Robust Estimator for Non-Line-of-Sight Error Mitigation in Indoor Localization

1Department of Electronic Engineering, Technical University of Catalonia, Castelldefels, Barcelona 08860, Spain
2Department of Computer Science and Systems Engineering, University of Zaragoza, Zaragoza 50018, Spain
3Aragón Institute for Engineering Research (I3A), University of Zaragoza, Zaragoza 50018 , Spain
4Electronics and Communications Department, University of Zaragoza, Zaragoza 50018, Spain

Received 1 June 2005; Revised 22 November 2005; Accepted 23 November 2005

Copyright © 2006 Hindawi Publishing Corporation.

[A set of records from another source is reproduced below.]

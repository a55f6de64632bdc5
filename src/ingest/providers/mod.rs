// src/ingest/providers/mod.rs
pub mod blog;
pub mod github;
pub mod social;

use std::sync::Arc;

use crate::ingest::config::ProjectConfig;
use crate::ingest::http::Fetcher;
use crate::ingest::types::Watcher;

/// Credentials for the authenticated sources. Missing values degrade the
/// corresponding watcher rather than failing startup.
#[derive(Debug, Clone, Default)]
pub struct Credentials {
    pub github_token: Option<String>,
    pub x_bearer_token: Option<String>,
}

impl Credentials {
    pub fn from_env() -> Self {
        let non_empty = |k: &str| std::env::var(k).ok().filter(|v| !v.trim().is_empty());
        Self {
            github_token: non_empty("GITHUB_TOKEN"),
            x_bearer_token: non_empty("X_BEARER_TOKEN"),
        }
    }
}

/// Build every watcher a project has channels for.
pub fn watchers_for(
    project: &ProjectConfig,
    fetcher: Arc<dyn Fetcher>,
    creds: &Credentials,
) -> Vec<Arc<dyn Watcher>> {
    let mut out: Vec<Arc<dyn Watcher>> = Vec::new();
    if !project.blogs.is_empty() {
        out.push(Arc::new(blog::BlogWatcher::new(project, fetcher.clone())));
    }
    if !project.github_orgs.is_empty() {
        out.push(Arc::new(github::ReleaseWatcher::new(
            project,
            fetcher.clone(),
            creds.github_token.clone(),
        )));
    }
    if !project.x_accounts.is_empty() {
        out.push(Arc::new(social::SocialWatcher::new(
            project,
            fetcher,
            creds.x_bearer_token.clone(),
        )));
    }
    out
}
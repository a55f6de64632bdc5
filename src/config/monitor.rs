// src/config/monitor.rs
//! Runtime knobs for the monitor, read from the environment (`.env` is
//! loaded by the binary first). Every value has a default and is clamped to
//! a sane range.

use std::path::PathBuf;
use std::str::FromStr;
use std::time::Duration;

use crate::analyze::{DEFAULT_CONFIDENCE_THRESHOLD, DEFAULT_WINDOW_HOURS};

pub const ENV_CONFIDENCE_THRESHOLD: &str = "CONFIDENCE_THRESHOLD";
pub const ENV_POLL_INTERVAL_SECS: &str = "POLL_INTERVAL_SECS";
pub const ENV_CLUSTER_WINDOW_HOURS: &str = "CLUSTER_WINDOW_HOURS";
pub const ENV_POLL_CONCURRENCY: &str = "POLL_CONCURRENCY";
pub const ENV_POLL_TIMEOUT_SECS: &str = "POLL_TIMEOUT_SECS";
pub const ENV_HTTP_TIMEOUT_SECS: &str = "HTTP_TIMEOUT_SECS";
pub const ENV_DATA_DIR: &str = "DATA_DIR";
pub const ENV_SOURCE_WEIGHTS_PATH: &str = "SOURCE_WEIGHTS_PATH";
pub const ENV_AI_CONFIG_PATH: &str = "AI_CONFIG_PATH";

#[derive(Debug, Clone, PartialEq)]
pub struct MonitorConfig {
    /// Shared by the verifier verdict and the discard filter.
    pub confidence_threshold: f32,
    pub poll_interval_secs: u64,
    pub cluster_window_hours: i64,
    pub poll_concurrency: usize,
    pub poll_timeout_secs: u64,
    pub http_timeout_secs: u64,
    pub data_dir: PathBuf,
    pub source_weights_path: PathBuf,
    pub ai_config_path: PathBuf,
}

impl Default for MonitorConfig {
    fn default() -> Self {
        Self {
            confidence_threshold: DEFAULT_CONFIDENCE_THRESHOLD,
            poll_interval_secs: 60,
            cluster_window_hours: DEFAULT_WINDOW_HOURS,
            poll_concurrency: 4,
            poll_timeout_secs: 120,
            http_timeout_secs: 20,
            data_dir: PathBuf::from("data"),
            source_weights_path: PathBuf::from(crate::source_weights::DEFAULT_SOURCE_WEIGHTS_PATH),
            ai_config_path: PathBuf::from(crate::config::ai::DEFAULT_AI_CONFIG_PATH),
        }
    }
}

// parse optional env value; unparseable → None (with a warning)
fn parse_env<T: FromStr>(key: &str) -> Option<T> {
    let raw = std::env::var(key).ok()?;
    match raw.trim().parse::<T>() {
        Ok(v) => Some(v),
        Err(_) => {
            tracing::warn!(key, value = %raw, "ignoring unparseable env value");
            None
        }
    }
}

fn path_env(key: &str) -> Option<PathBuf> {
    std::env::var(key)
        .ok()
        .filter(|s| !s.trim().is_empty())
        .map(PathBuf::from)
}

impl MonitorConfig {
    pub fn from_env() -> Self {
        let d = Self::default();
        Self {
            confidence_threshold: parse_env::<f32>(ENV_CONFIDENCE_THRESHOLD)
                .filter(|v| v.is_finite())
                .map(|v| v.clamp(0.0, 1.0))
                .unwrap_or(d.confidence_threshold),
            poll_interval_secs: parse_env(ENV_POLL_INTERVAL_SECS)
                .map(|v: u64| v.clamp(5, 86_400))
                .unwrap_or(d.poll_interval_secs),
            cluster_window_hours: parse_env(ENV_CLUSTER_WINDOW_HOURS)
                .map(|v: i64| v.clamp(1, 24 * 30))
                .unwrap_or(d.cluster_window_hours),
            poll_concurrency: parse_env(ENV_POLL_CONCURRENCY)
                .map(|v: usize| v.clamp(1, 64))
                .unwrap_or(d.poll_concurrency),
            poll_timeout_secs: parse_env(ENV_POLL_TIMEOUT_SECS)
                .map(|v: u64| v.clamp(1, 3_600))
                .unwrap_or(d.poll_timeout_secs),
            http_timeout_secs: parse_env(ENV_HTTP_TIMEOUT_SECS)
                .map(|v: u64| v.clamp(1, 300))
                .unwrap_or(d.http_timeout_secs),
            data_dir: path_env(ENV_DATA_DIR).unwrap_or(d.data_dir),
            source_weights_path: path_env(ENV_SOURCE_WEIGHTS_PATH).unwrap_or(d.source_weights_path),
            ai_config_path: path_env(ENV_AI_CONFIG_PATH).unwrap_or(d.ai_config_path),
        }
    }

    pub fn poll_interval(&self) -> Duration {
        Duration::from_secs(self.poll_interval_secs)
    }

    pub fn poll_timeout(&self) -> Duration {
        Duration::from_secs(self.poll_timeout_secs)
    }

    pub fn http_timeout(&self) -> Duration {
        Duration::from_secs(self.http_timeout_secs)
    }

    pub fn cluster_window(&self) -> chrono::Duration {
        chrono::Duration::hours(self.cluster_window_hours)
    }
}

#[cfg(test)]
mod tests {
    use super::*;
    use std::env;

    const KEYS: [&str; 9] = [
        ENV_CONFIDENCE_THRESHOLD,
        ENV_POLL_INTERVAL_SECS,
        ENV_CLUSTER_WINDOW_HOURS,
        ENV_POLL_CONCURRENCY,
        ENV_POLL_TIMEOUT_SECS,
        ENV_HTTP_TIMEOUT_SECS,
        ENV_DATA_DIR,
        ENV_SOURCE_WEIGHTS_PATH,
        ENV_AI_CONFIG_PATH,
    ];

    fn clear() {
        for k in KEYS {
            env::remove_var(k);
        }
    }

    #[serial_test::serial]
    #[test]
    fn defaults_without_env() {
        clear();
        let c = MonitorConfig::from_env();
        assert_eq!(c, MonitorConfig::default());
        assert!((c.confidence_threshold - 0.6).abs() < 1e-6);
        assert_eq!(c.cluster_window(), chrono::Duration::hours(24));
    }

    #[serial_test::serial]
    #[test]
    fn env_values_are_clamped_or_ignored() {
        clear();
        env::set_var(ENV_CONFIDENCE_THRESHOLD, "1.8");
        env::set_var(ENV_POLL_INTERVAL_SECS, "1");
        env::set_var(ENV_CLUSTER_WINDOW_HOURS, "48");
        env::set_var(ENV_POLL_CONCURRENCY, "zero");
        env::set_var(ENV_DATA_DIR, "/tmp/upgrades");
        let c = MonitorConfig::from_env();
        clear();

        assert_eq!(c.confidence_threshold, 1.0);
        assert_eq!(c.poll_interval_secs, 5);
        assert_eq!(c.cluster_window_hours, 48);
        assert_eq!(c.poll_concurrency, 4);
        assert_eq!(c.data_dir, PathBuf::from("/tmp/upgrades"));
    }
}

This is an open access article distributed under the Creative Commons Attribution License, which permits unrestricted use, distribution, and reproduction in any medium, provided the original work is properly cited.

Abstract

Indoor localization systems are undoubtedly of interest in many application fields. Like outdoor systems, they suffer from non-line-of-sight (NLOS) errors which hinder their robustness and accuracy. Though many ad hoc techniques have been developed to deal with this problem, unfortunately most of them are not applicable indoors due to the high variability of the environment (movement of furniture and of people, etc.). In this paper, we describe the use of robust regression techniques to detect and reject NLOS measures in a location estimation using multilateration. We show how the least-median-of-squares technique can be used to overcome the effects of NLOS errors, even in environments with little infrastructure, and validate its suitability by comparing it to other methods described in the bibliography. We obtained remarkable results when using it in a real indoor positioning system that works with Bluetooth and ultrasound (BLUPS), even when nearly half the measures suffered from NLOS or other coarse errors.